[php] How do you make strings "XML safe"?

I am responding to an AJAX call by sending it an XML document through PHP echos. In order to form this XML document, I loop through the records of a database. The problem is that the database includes records that have '<' symbols in them. So naturally, the browser throws an error at that particular spot. How can this be fixed?

This question is related to php xml cakephp

The answer is


Since PHP 5.4 you can use:

htmlspecialchars($string, ENT_XML1);

You should specify the encoding, such as:

htmlspecialchars($string, ENT_XML1, 'UTF-8');

Update

Note that the above will only convert:

  • & to &amp;
  • < to &lt;
  • > to &gt;

If you want to escape text for use in an attribute enclosed in double quotes:

htmlspecialchars($string, ENT_XML1 | ENT_COMPAT, 'UTF-8');

will convert " to &quot; in addition to &, < and >.


And if your attributes are enclosed in single quotes:

htmlspecialchars($string, ENT_XML1 | ENT_QUOTES, 'UTF-8');

will convert ' to &apos; in addition to &, <, > and ".

(Of course you can use this even outside of attributes).


See the manual entry for htmlspecialchars.


I prefer the way Golang does quote escaping for XML (and a few extras like newline escaping, and escaping some other characters), so I have ported its XML escape function to PHP below

function isInCharacterRange(int $r): bool {
    return $r == 0x09 ||
            $r == 0x0A ||
            $r == 0x0D ||
            $r >= 0x20 && $r <= 0xDF77 ||
            $r >= 0xE000 && $r <= 0xFFFD ||
            $r >= 0x10000 && $r <= 0x10FFFF;
}

function xml(string $s, bool $escapeNewline = true): string {
    $w = '';

    $Last = 0;
    $l = strlen($s);
    $i = 0;

    while ($i < $l) {
        $r = mb_substr(substr($s, $i), 0, 1);
        $Width = strlen($r);
        $i += $Width;
        switch ($r) {
            case '"':
                $esc = '&#34;';
                break;
            case "'":
                $esc = '&#39;';
                break;
            case '&':
                $esc = '&amp;';
                break;
            case '<':
                $esc = '&lt;';
                break;
            case '>':
                $esc = '&gt;';
                break;
            case "\t":
                $esc = '&#x9;';
                break;
            case "\n":
                if (!$escapeNewline) {
                    continue 2;
                }
                $esc = '&#xA;';
                break;
            case "\r":
                $esc = '&#xD;';
                break;
            default:
                if (!isInCharacterRange(mb_ord($r)) || (mb_ord($r) === 0xFFFD && $Width === 1)) {
                    $esc = "\u{FFFD}";
                    break;
                }

                continue 2;
        }
        $w .= substr($s, $Last, $i - $Last - $Width) . $esc;
        $Last = $i;
    }
    $w .= substr($s, $Last);
    return $w;
}

Note you'll need at least PHP7.2 because of the mb_ord usage, or you'll have to swap it out for another polyfill, but these functions are working great for us!

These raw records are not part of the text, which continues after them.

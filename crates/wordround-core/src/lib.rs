pub mod events;
pub mod messages;
pub mod player;
pub mod room;
pub mod round;
pub mod snapshot;
pub mod state;

#[cfg(any(test, feature = "test-helpers"))]
pub mod test_helpers {
    use crate::player::Player;
    use crate::room::Room;
    use crate::state::GameState;

    /// Create `n` test players named player1..playerN with sequential ids.
    pub fn make_players(n: usize) -> Vec<Player> {
        (1..=n)
            .map(|i| Player::new(format!("p{i}"), format!("player{i}"), format!("conn-{i}")))
            .collect()
    }

    /// Create a game state for `code` populated with `n` players.
    pub fn make_state(code: &str, n: usize) -> GameState {
        let mut state = GameState::new(Room::new(code));
        state.room.players = make_players(n);
        state
    }
}
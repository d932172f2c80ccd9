use std::collections::HashMap;
use std::sync::Arc;

use tokio::sync::RwLock;
use tokio::task::JoinHandle;

use wordround_core::player::Player;
use wordround_core::room::{Room, normalize_code};
use wordround_core::round::{AnswerSheet, Round};
use wordround_core::state::GameState;

use crate::error::RegistryError;

/// Shared handle to the registry. All mutations to a room's state happen
/// under this write lock, which serializes the timer-vs-quorum race.
pub type SharedRegistry = Arc<RwLock<SessionRegistry>>;

/// An open "waiting for confirmations" phase for a room. At most one per
/// room; resolving it (by timer expiry or quorum) consumes it, so exactly
/// one round can be created per phase.
struct ReadyPhase {
    generation: u64,
    is_new_round: bool,
    timer: Option<JoinHandle<()>>,
}

/// Outcome of claiming a ready phase.
#[derive(Debug, Clone, Copy, PartialEq, Eq)]
pub struct ClaimedPhase {
    pub is_new_round: bool,
}

/// Authoritative in-memory map of live rooms to game state, plus the
/// non-serializable per-room timer side table.
#[derive(Default)]
pub struct SessionRegistry {
    sessions: HashMap<String, GameState>,
    ready: HashMap<String, ReadyPhase>,
    next_generation: u64,
}

impl SessionRegistry {
    pub fn new() -> Self {
        Self::default()
    }

    pub fn shared() -> SharedRegistry {
        Arc::new(RwLock::new(Self::new()))
    }

    /// Create a fresh session. Fails if the code is already live; explicit
    /// deletion (last player leaving) is required before reuse.
    pub fn create_session(&mut self, code: &str) -> Result<Room, RegistryError> {
        let code = normalize_code(code);
        if self.sessions.contains_key(&code) {
            return Err(RegistryError::CodeExists(code));
        }
        let state = GameState::new(Room::new(code.clone()));
        let room = state.room.clone();
        self.sessions.insert(code, state);
        Ok(room)
    }

    pub fn contains(&self, code: &str) -> bool {
        self.sessions.contains_key(&normalize_code(code))
    }

    pub fn state(&self, code: &str) -> Option<&GameState> {
        self.sessions.get(&normalize_code(code))
    }

    /// Owned copy of a room's state, None once the room is gone.
    pub fn state_cloned(&self, code: &str) -> Option<GameState> {
        self.state(code).cloned()
    }

    /// Insert a recovered state only if the room is not already live.
    /// Returns false (and drops the candidate) when present, which keeps
    /// recovery idempotent.
    pub fn insert_recovered(&mut self, state: GameState) -> bool {
        let code = state.room.code.clone();
        if self.sessions.contains_key(&code) {
            return false;
        }
        self.sessions.insert(code, state);
        true
    }

    /// Upsert a player by username. A returning player keeps their score;
    /// only the connection ref is replaced.
    pub fn add_player(&mut self, code: &str, player: Player) -> bool {
        let Some(state) = self.sessions.get_mut(&normalize_code(code)) else {
            return false;
        };
        if let Some(existing) = state
            .room
            .players
            .iter_mut()
            .find(|p| p.username == player.username)
        {
            existing.connection = player.connection;
            existing.id = player.id;
        } else {
            state.room.players.push(player);
        }
        true
    }

    /// Remove a player by connection ref. Deleting the last player deletes
    /// the room and cancels any pending timer.
    pub fn remove_player(&mut self, code: &str, connection: &str) -> Option<Player> {
        let code = normalize_code(code);
        let state = self.sessions.get_mut(&code)?;
        let idx = state
            .room
            .players
            .iter()
            .position(|p| p.connection == connection)?;
        let removed = state.room.players.remove(idx);
        if state.room.players.is_empty() {
            self.sessions.remove(&code);
            self.cancel_round_timer(&code);
            tracing::info!(room = %code, "last player left, room destroyed");
        }
        Some(removed)
    }

    /// Activate a room holding at least `min_players`. Calling it again
    /// while the room is active (and still populated) is a no-op returning
    /// true.
    pub fn start_session(&mut self, code: &str, min_players: usize) -> bool {
        let Some(state) = self.sessions.get_mut(&normalize_code(code)) else {
            return false;
        };
        if state.room.players.len() < min_players {
            return false;
        }
        if !state.room.is_active {
            state.room.is_active = true;
            state.room.current_round = 1;
        }
        true
    }

    /// Move to the next round and clear confirmations.
    pub fn advance_round(&mut self, code: &str) -> bool {
        let Some(state) = self.sessions.get_mut(&normalize_code(code)) else {
            return false;
        };
        state.room.current_round += 1;
        state.confirmations.clear();
        true
    }

    pub fn record_confirmation(&mut self, code: &str, username: &str) -> bool {
        let Some(state) = self.sessions.get_mut(&normalize_code(code)) else {
            return false;
        };
        state.confirmations.insert(username.to_string());
        true
    }

    pub fn all_confirmed(&self, code: &str) -> bool {
        self.state(code)
            .is_some_and(|s| s.confirmations.len() >= s.room.players.len())
    }

    pub fn list_confirmations(&self, code: &str) -> Vec<String> {
        self.state(code)
            .map(|s| s.confirmations.iter().cloned().collect())
            .unwrap_or_default()
    }

    /// Append a round dated at the room's current round counter. Callers
    /// reach this only after a successful start/advance, so a missing room
    /// is a contract violation rather than a quiet no-op.
    pub fn create_round(&mut self, code: &str, letter: char) -> Result<Round, RegistryError> {
        let code = normalize_code(code);
        let state = self
            .sessions
            .get_mut(&code)
            .ok_or(RegistryError::RoomNotFound(code))?;
        let round = Round::new(state.room.current_round, letter);
        state.rounds.push(round.clone());
        Ok(round)
    }

    /// Attach a player's answer sheet to the latest round (overwriting any
    /// resubmission) and award `points`. False when no round is open.
    pub fn record_answer(
        &mut self,
        code: &str,
        username: &str,
        answers: AnswerSheet,
        points: u32,
    ) -> bool {
        let Some(state) = self.sessions.get_mut(&normalize_code(code)) else {
            return false;
        };
        let Some(round) = state.rounds.last_mut() else {
            return false;
        };
        round.answers.insert(username.to_string(), answers);
        if let Some(player) = state
            .room
            .players
            .iter_mut()
            .find(|p| p.username == username)
        {
            player.score += points;
        }
        true
    }

    /// Stamp the latest round's end time. False when no round is open.
    pub fn close_round(&mut self, code: &str) -> bool {
        let Some(state) = self.sessions.get_mut(&normalize_code(code)) else {
            return false;
        };
        let Some(round) = state.rounds.last_mut() else {
            return false;
        };
        round.ended_at = Some(chrono::Utc::now());
        true
    }

    pub fn get_scores(&self, code: &str) -> HashMap<String, u32> {
        self.state(code)
            .map(|s| {
                s.room
                    .players
                    .iter()
                    .map(|p| (p.username.clone(), p.score))
                    .collect()
            })
            .unwrap_or_default()
    }

    pub fn list_sessions(&self) -> Vec<Room> {
        self.sessions.values().map(|s| s.room.clone()).collect()
    }

    /// Locate a player across all live rooms. The caller uses this to
    /// enforce one-room-per-player before a join, removing the player from
    /// the old room first; the registry itself never does that silently.
    pub fn find_player(&self, username: &str) -> Option<(String, Player)> {
        self.sessions.iter().find_map(|(code, state)| {
            state
                .room
                .player(username)
                .map(|p| (code.clone(), p.clone()))
        })
    }

    // --- ready phase / round timer ------------------------------------

    /// Open a ready phase for the room, superseding (and cancelling) any
    /// previous one. Returns the phase generation the timer task must
    /// present to win the race, or None if the room does not exist.
    pub fn open_ready_phase(&mut self, code: &str, is_new_round: bool) -> Option<u64> {
        let code = normalize_code(code);
        if !self.sessions.contains_key(&code) {
            return None;
        }
        self.cancel_round_timer(&code);
        self.next_generation += 1;
        let generation = self.next_generation;
        self.ready.insert(
            code,
            ReadyPhase {
                generation,
                is_new_round,
                timer: None,
            },
        );
        Some(generation)
    }

    /// Attach the spawned timer handle to its phase. Ignored when the phase
    /// was superseded between spawn and attach.
    pub fn attach_timer(&mut self, code: &str, generation: u64, handle: JoinHandle<()>) {
        match self.ready.get_mut(&normalize_code(code)) {
            Some(phase) if phase.generation == generation => phase.timer = Some(handle),
            _ => handle.abort(),
        }
    }

    /// Consume the room's ready phase unconditionally (quorum path). The
    /// pending timer is aborted; an already-fired timer finds the phase
    /// gone and backs off.
    pub fn claim_ready_phase(&mut self, code: &str) -> Option<ClaimedPhase> {
        let phase = self.ready.remove(&normalize_code(code))?;
        if let Some(timer) = phase.timer {
            timer.abort();
        }
        Some(ClaimedPhase {
            is_new_round: phase.is_new_round,
        })
    }

    /// Consume the ready phase only if `generation` is still current (timer
    /// path). A superseded or already-claimed phase returns None.
    pub fn claim_ready_phase_if(&mut self, code: &str, generation: u64) -> Option<ClaimedPhase> {
        let code = normalize_code(code);
        let current = self
            .ready
            .get(&code)
            .is_some_and(|phase| phase.generation == generation);
        if !current {
            return None;
        }
        let phase = self.ready.remove(&code)?;
        Some(ClaimedPhase {
            is_new_round: phase.is_new_round,
        })
    }

    /// Cancel the room's pending round timer, if any. Safe to call when no
    /// timer exists or the timer already fired.
    pub fn cancel_round_timer(&mut self, code: &str) {
        if let Some(phase) = self.ready.remove(&normalize_code(code))
            && let Some(timer) = phase.timer
        {
            timer.abort();
        }
    }

    pub fn has_pending_timer(&self, code: &str) -> bool {
        self.ready.contains_key(&normalize_code(code))
    }

    /// Abort every pending timer. Called on shutdown.
    pub fn shutdown(&mut self) {
        for (_, phase) in self.ready.drain() {
            if let Some(timer) = phase.timer {
                timer.abort();
            }
        }
    }
}
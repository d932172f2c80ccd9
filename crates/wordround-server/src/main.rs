use std::sync::Arc;

use tracing_subscriber::EnvFilter;

use wordround_server::build_engine;
use wordround_server::config::EngineConfig;
use wordround_server::store::MemoryStore;

#[tokio::main]
async fn main() {
    tracing_subscriber::fmt()
        .with_env_filter(EnvFilter::from_default_env())
        .init();

    tracing::info!("Wordround engine starting");

    let config = EngineConfig::load();
    config.validate();

    let store = Arc::new(MemoryStore::new());
    let (state, report) = match build_engine(config, store).await {
        Ok(built) => built,
        Err(e) => {
            tracing::error!(error = %e, "startup recovery failed");
            std::process::exit(1);
        },
    };
    tracing::info!(
        recovered = report.recovered,
        swept = report.swept,
        addr = %state.config.listen_addr,
        "engine ready for transport attachment"
    );

    if tokio::signal::ctrl_c().await.is_err() {
        tracing::error!("failed to listen for shutdown signal");
    }
    tracing::info!("shutdown signal received");
    state.shutdown().await;
}
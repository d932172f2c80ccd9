pub mod config;
pub mod error;
pub mod flow;
pub mod persistence;
pub mod recovery;
pub mod registry;
pub mod state;
pub mod store;

use std::sync::Arc;

use config::EngineConfig;
use error::PersistenceError;
use recovery::{RecoveryCoordinator, RecoveryReport};
use state::AppState;
use store::GameStore;

/// Build the engine state and run the startup recovery pass against the
/// given store. Traffic must not be admitted before this returns: the
/// registry is empty until recovery has reconciled it with durable storage.
pub async fn build_engine(
    config: EngineConfig,
    store: Arc<dyn GameStore>,
) -> Result<(AppState, RecoveryReport), PersistenceError> {
    let state = AppState::new(config, Arc::clone(&store));
    let recovery = RecoveryCoordinator::new(
        store,
        Arc::clone(&state.registry),
        Arc::clone(&state.persistence),
        Arc::clone(&state.config),
    );
    let report = recovery.run().await?;
    Ok((state, report))
}
use std::collections::HashMap;
use std::sync::{Arc, Mutex};
use std::time::Duration;

use serde::Serialize;
use tokio::task::JoinHandle;
use uuid::Uuid;

use wordround_core::events::{EventType, GameEvent};
use wordround_core::round::AnswerSheet;
use wordround_core::snapshot::Snapshot;
use wordround_core::state::GameState;

use crate::config::PersistenceConfig;
use crate::error::PersistenceError;
use crate::registry::SharedRegistry;
use crate::store::{GameStore, RoomRecord, SnapshotRecord};

/// Admin-facing summary of a room's durable footprint.
#[derive(Debug, Clone, Serialize)]
pub struct PersistenceInfo {
    pub has_data: bool,
    pub snapshot_count: usize,
    pub event_count: usize,
    pub recent_events: Vec<GameEvent>,
}

/// Writes domain events and state snapshots through the durable storage
/// contract. Milestone and event-log writes are best-effort: a failure is
/// logged and the in-memory state is never rolled back. Explicitly
/// requested operations (manual snapshot, restore, cleanup) propagate
/// errors so the admin caller can report them.
pub struct PersistenceCoordinator {
    store: Arc<dyn GameStore>,
    registry: SharedRegistry,
    auto_tasks: Mutex<HashMap<String, JoinHandle<()>>>,
    /// Rolling history bound applied after every snapshot write.
    snapshot_keep_count: usize,
    /// How many recent events the admin info surface returns.
    recent_event_limit: usize,
}

impl PersistenceCoordinator {
    pub fn new(
        store: Arc<dyn GameStore>,
        registry: SharedRegistry,
        config: &PersistenceConfig,
    ) -> Self {
        Self {
            store,
            registry,
            auto_tasks: Mutex::new(HashMap::new()),
            snapshot_keep_count: config.snapshot_keep_count,
            recent_event_limit: config.recent_event_limit,
        }
    }

    fn tasks(&self) -> std::sync::MutexGuard<'_, HashMap<String, JoinHandle<()>>> {
        self.auto_tasks
            .lock()
            .unwrap_or_else(std::sync::PoisonError::into_inner)
    }

    async fn resolve_room(&self, code: &str) -> Result<Option<RoomRecord>, PersistenceError> {
        Ok(self.store.find_room_by_code(code).await?)
    }

    /// Best-effort event append. A room without a durable counterpart, or a
    /// failing write, is logged and swallowed.
    pub async fn log_event(&self, code: &str, event_type: EventType, data: serde_json::Value) {
        let room = match self.resolve_room(code).await {
            Ok(Some(room)) => room,
            Ok(None) => {
                tracing::warn!(room = %code, ?event_type, "no durable room, dropping event");
                return;
            },
            Err(e) => {
                tracing::warn!(room = %code, error = %e, "event lookup failed, dropping event");
                return;
            },
        };
        if let Err(e) = self.store.insert_event(room.id, event_type, data).await {
            tracing::warn!(room = %code, ?event_type, error = %e, "failed to append event");
        }
    }

    /// Serialize the full aggregate (timer-free by construction) and persist
    /// it as a new immutable snapshot record. History beyond the configured
    /// keep count is pruned right after the write, best-effort.
    pub async fn save_snapshot(
        &self,
        code: &str,
        state: &GameState,
    ) -> Result<SnapshotRecord, PersistenceError> {
        let room = self
            .resolve_room(code)
            .await?
            .ok_or_else(|| PersistenceError::UnknownRoom(code.to_string()))?;
        let payload = serde_json::to_value(state)?;
        let record = self
            .store
            .insert_snapshot(room.id, state.room.current_round, payload)
            .await?;
        tracing::debug!(room = %code, round = state.room.current_round, "snapshot saved");
        match self.prune_snapshots(room.id, self.snapshot_keep_count).await {
            Ok(0) => {},
            Ok(pruned) => tracing::debug!(room = %code, pruned, "snapshot history trimmed"),
            Err(e) => tracing::warn!(room = %code, error = %e, "snapshot prune failed"),
        }
        Ok(record)
    }

    /// Snapshot plus a tagged `milestone.snapshot` event. Called at the
    /// significant transitions: player joined/left, game started, round
    /// started/finished.
    pub async fn save_milestone_snapshot(
        &self,
        code: &str,
        state: &GameState,
        milestone: &str,
    ) -> Result<SnapshotRecord, PersistenceError> {
        let record = self.save_snapshot(code, state).await?;
        self.log_event(
            code,
            EventType::MilestoneSnapshot,
            serde_json::json!({ "milestone": milestone }),
        )
        .await;
        Ok(record)
    }

    /// Most recent snapshot for the room by creation time, deserialized.
    pub async fn latest_snapshot(&self, code: &str) -> Result<Option<Snapshot>, PersistenceError> {
        let Some(room) = self.resolve_room(code).await? else {
            tracing::warn!(room = %code, "no durable room, no snapshot to load");
            return Ok(None);
        };
        let Some(record) = self.store.snapshots(room.id).await?.into_iter().next() else {
            return Ok(None);
        };
        let state: GameState = serde_json::from_value(record.state)?;
        Ok(Some(Snapshot {
            id: record.id,
            room_code: code.to_string(),
            round_number: record.round_number,
            created_at: record.created_at,
            state,
        }))
    }

    /// Rehydrate a timer-free game state from the latest snapshot.
    pub async fn restore_state(&self, code: &str) -> Result<Option<GameState>, PersistenceError> {
        Ok(self.latest_snapshot(code).await?.map(|s| s.state))
    }

    /// Start periodic background snapshotting for a room, replacing any
    /// existing schedule. The task stops itself once the room leaves the
    /// registry.
    pub fn start_auto_snapshot(self: &Arc<Self>, code: &str, interval: Duration) {
        self.stop_auto_snapshot(code);
        let coordinator = Arc::clone(self);
        let registry = Arc::clone(&self.registry);
        let code_owned = code.to_string();
        let handle = tokio::spawn(async move {
            let mut ticker = tokio::time::interval(interval);
            ticker.set_missed_tick_behavior(tokio::time::MissedTickBehavior::Skip);
            // The first tick fires immediately; skip it so a milestone
            // snapshot at schedule time is not duplicated
            ticker.tick().await;
            loop {
                ticker.tick().await;
                let state = {
                    let reg = registry.read().await;
                    reg.state(&code_owned).cloned()
                };
                let Some(state) = state else {
                    tracing::debug!(room = %code_owned, "room gone, stopping auto-snapshot");
                    coordinator.tasks().remove(&code_owned);
                    break;
                };
                if let Err(e) = coordinator.save_snapshot(&code_owned, &state).await {
                    tracing::warn!(room = %code_owned, error = %e, "auto-snapshot failed");
                }
            }
        });
        if let Some(old) = self.tasks().insert(code.to_string(), handle) {
            old.abort();
        }
    }

    /// Stop periodic snapshotting for a room. Idempotent.
    pub fn stop_auto_snapshot(&self, code: &str) {
        if let Some(handle) = self.tasks().remove(code) {
            handle.abort();
        }
    }

    pub fn auto_snapshot_active(&self, code: &str) -> bool {
        self.tasks().contains_key(code)
    }

    /// Delete all but the most recent `keep` snapshots, oldest first.
    /// Returns the number deleted.
    pub async fn cleanup_old_snapshots(
        &self,
        code: &str,
        keep: usize,
    ) -> Result<usize, PersistenceError> {
        let room = self
            .resolve_room(code)
            .await?
            .ok_or_else(|| PersistenceError::UnknownRoom(code.to_string()))?;
        let deleted = self.prune_snapshots(room.id, keep).await?;
        if deleted > 0 {
            tracing::info!(room = %code, deleted, keep, "pruned old snapshots");
        }
        Ok(deleted)
    }

    async fn prune_snapshots(&self, room_id: Uuid, keep: usize) -> Result<usize, PersistenceError> {
        let snapshots = self.store.snapshots(room_id).await?;
        if snapshots.len() <= keep {
            return Ok(0);
        }
        let stale: Vec<_> = snapshots.iter().skip(keep).map(|s| s.id).collect();
        Ok(self.store.delete_snapshots(&stale).await?)
    }

    /// True iff at least one snapshot or event exists for the room. Errors
    /// degrade to false.
    pub async fn has_persistence_data(&self, code: &str) -> bool {
        let Ok(Some(room)) = self.resolve_room(code).await else {
            return false;
        };
        let snapshots = self.store.snapshot_count(room.id).await.unwrap_or(0);
        let events = self.store.event_count(room.id).await.unwrap_or(0);
        snapshots > 0 || events > 0
    }

    /// Admin info surface: data flag, counts, and the configured number of
    /// most recent events.
    pub async fn persistence_info(&self, code: &str) -> Result<PersistenceInfo, PersistenceError> {
        let room = self
            .resolve_room(code)
            .await?
            .ok_or_else(|| PersistenceError::UnknownRoom(code.to_string()))?;
        let snapshot_count = self.store.snapshot_count(room.id).await?;
        let events = self.store.events(room.id).await?;
        let event_count = events.len();
        let recent_events = events
            .into_iter()
            .rev()
            .take(self.recent_event_limit)
            .map(|e| GameEvent {
                event_type: e.event_type,
                data: e.data,
                timestamp: e.timestamp,
            })
            .collect();
        Ok(PersistenceInfo {
            has_data: snapshot_count > 0 || event_count > 0,
            snapshot_count,
            event_count,
            recent_events,
        })
    }

    /// Best-effort durable record of a submitted answer sheet against the
    /// room's round row.
    pub async fn log_round_answer(
        &self,
        code: &str,
        round_number: u32,
        username: &str,
        answers: AnswerSheet,
        score: u32,
    ) {
        let room = match self.resolve_room(code).await {
            Ok(Some(room)) => room,
            Ok(None) => {
                tracing::warn!(room = %code, "no durable room, dropping answer record");
                return;
            },
            Err(e) => {
                tracing::warn!(room = %code, error = %e, "answer lookup failed");
                return;
            },
        };
        let round = match self.store.find_round(room.id, round_number).await {
            Ok(Some(round)) => round,
            Ok(None) => {
                tracing::warn!(room = %code, round = round_number, "no durable round for answer");
                return;
            },
            Err(e) => {
                tracing::warn!(room = %code, error = %e, "round lookup failed");
                return;
            },
        };
        if let Err(e) = self
            .store
            .create_answer(round.id, username, answers, score)
            .await
        {
            tracing::warn!(room = %code, player = %username, error = %e, "failed to record answer");
        }
    }

    pub fn store(&self) -> &Arc<dyn GameStore> {
        &self.store
    }

    /// Abort all auto-snapshot tasks. Called on shutdown.
    pub fn shutdown(&self) {
        for (_, handle) in self.tasks().drain() {
            handle.abort();
        }
    }
}
use chrono::{DateTime, Utc};
use rand::Rng;
use serde::{Deserialize, Serialize};

use crate::player::Player;

/// Characters used in generated room codes. Uppercase alphanumerics with
/// ambiguous glyphs (I, O, 0, 1) removed.
const CODE_CHARS: &[u8] = b"ABCDEFGHJKLMNPQRSTUVWXYZ23456789";

/// Length of a generated room code.
pub const CODE_LEN: usize = 6;

/// Durable lifecycle status of a room, stamped by the storage layer.
#[derive(Debug, Clone, Copy, PartialEq, Eq, Hash, Serialize, Deserialize)]
#[serde(rename_all = "SCREAMING_SNAKE_CASE")]
pub enum RoomStatus {
    Waiting,
    Playing,
    Finished,
    Cancelled,
}

/// One game room. Codes are unique case-insensitively across live rooms;
/// `current_round` stays 0 until the room becomes active.
#[derive(Debug, Clone, PartialEq, Serialize, Deserialize)]
pub struct Room {
    pub code: String,
    pub players: Vec<Player>,
    pub current_round: u32,
    pub is_active: bool,
    pub created_at: DateTime<Utc>,
}

impl Room {
    pub fn new(code: impl Into<String>) -> Self {
        Self {
            code: normalize_code(&code.into()),
            players: Vec::new(),
            current_round: 0,
            is_active: false,
            created_at: Utc::now(),
        }
    }

    /// Look up a player by username.
    pub fn player(&self, username: &str) -> Option<&Player> {
        self.players.iter().find(|p| p.username == username)
    }
}

/// Canonical form of a room code: uppercase, surrounding whitespace stripped.
pub fn normalize_code(code: &str) -> String {
    code.trim().to_ascii_uppercase()
}

/// Generate a random room code. Uniqueness against live rooms is the
/// caller's responsibility.
pub fn generate_room_code() -> String {
    let mut rng = rand::rng();
    (0..CODE_LEN)
        .map(|_| CODE_CHARS[rng.random_range(0..CODE_CHARS.len())] as char)
        .collect()
}

/// Check that a code has the generated shape (length and character set).
pub fn is_valid_room_code(code: &str) -> bool {
    code.len() == CODE_LEN && code.bytes().all(|b| CODE_CHARS.contains(&b))
}
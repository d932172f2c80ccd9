use serde::{Deserialize, Serialize};

/// A player inside a room. The username identifies a player across
/// reconnects; `connection` is the transport's opaque handle and is
/// reassigned whenever the player reconnects.
#[derive(Debug, Clone, PartialEq, Eq, Serialize, Deserialize)]
pub struct Player {
    pub id: String,
    pub username: String,
    pub connection: String,
    pub score: u32,
}

impl Player {
    pub fn new(
        id: impl Into<String>,
        username: impl Into<String>,
        connection: impl Into<String>,
    ) -> Self {
        Self {
            id: id.into(),
            username: username.into(),
            connection: connection.into(),
            score: 0,
        }
    }
}
/// Orchestrates the whole game lifecycle: joins, the confirmation phase with
/// its timer-vs-quorum race, round play, and the durable/notification fanout
/// around each transition.
///
/// Every state mutation happens under the registry write lock, and a ready
/// phase is claimed in the same critical section that creates its round, so
/// at most one round can ever come out of one confirmation phase.
pub struct GameFlow {
    registry: SharedRegistry,
    persistence: Arc<PersistenceCoordinator>,
    notify_tx: broadcast::Sender<RoomNotification>,
    config: Arc<EngineConfig>,
    round_timer: Duration,
    snapshot_interval: Duration,
}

For anyone curious, here is the relevant Go source https://golang.org/src/encoding/xml/xml.go?s=44219:44263#L1887


1) You can wrap your text as CDATA like this:

<mytag>
    <![CDATA[Your text goes here. Btw: 5<6 and 6>5]]>
</mytag>

see http://www.w3schools.com/xml/xml_cdata.asp

2) As already someone said: Escape those chars. E.g. like so:

5&lt;6 and 6&gt;5

Try this:

$str = htmlentities($str,ENT_QUOTES,'UTF-8');

So, after filtering your data using htmlentities() function, you can use the data in XML tag like:

<mytag>$str</mytag>

If at all possible, its always a good idea to create your XML using the XML classes rather than string manipulation - one of the benefits being that the classes will automatically escape characters as needed.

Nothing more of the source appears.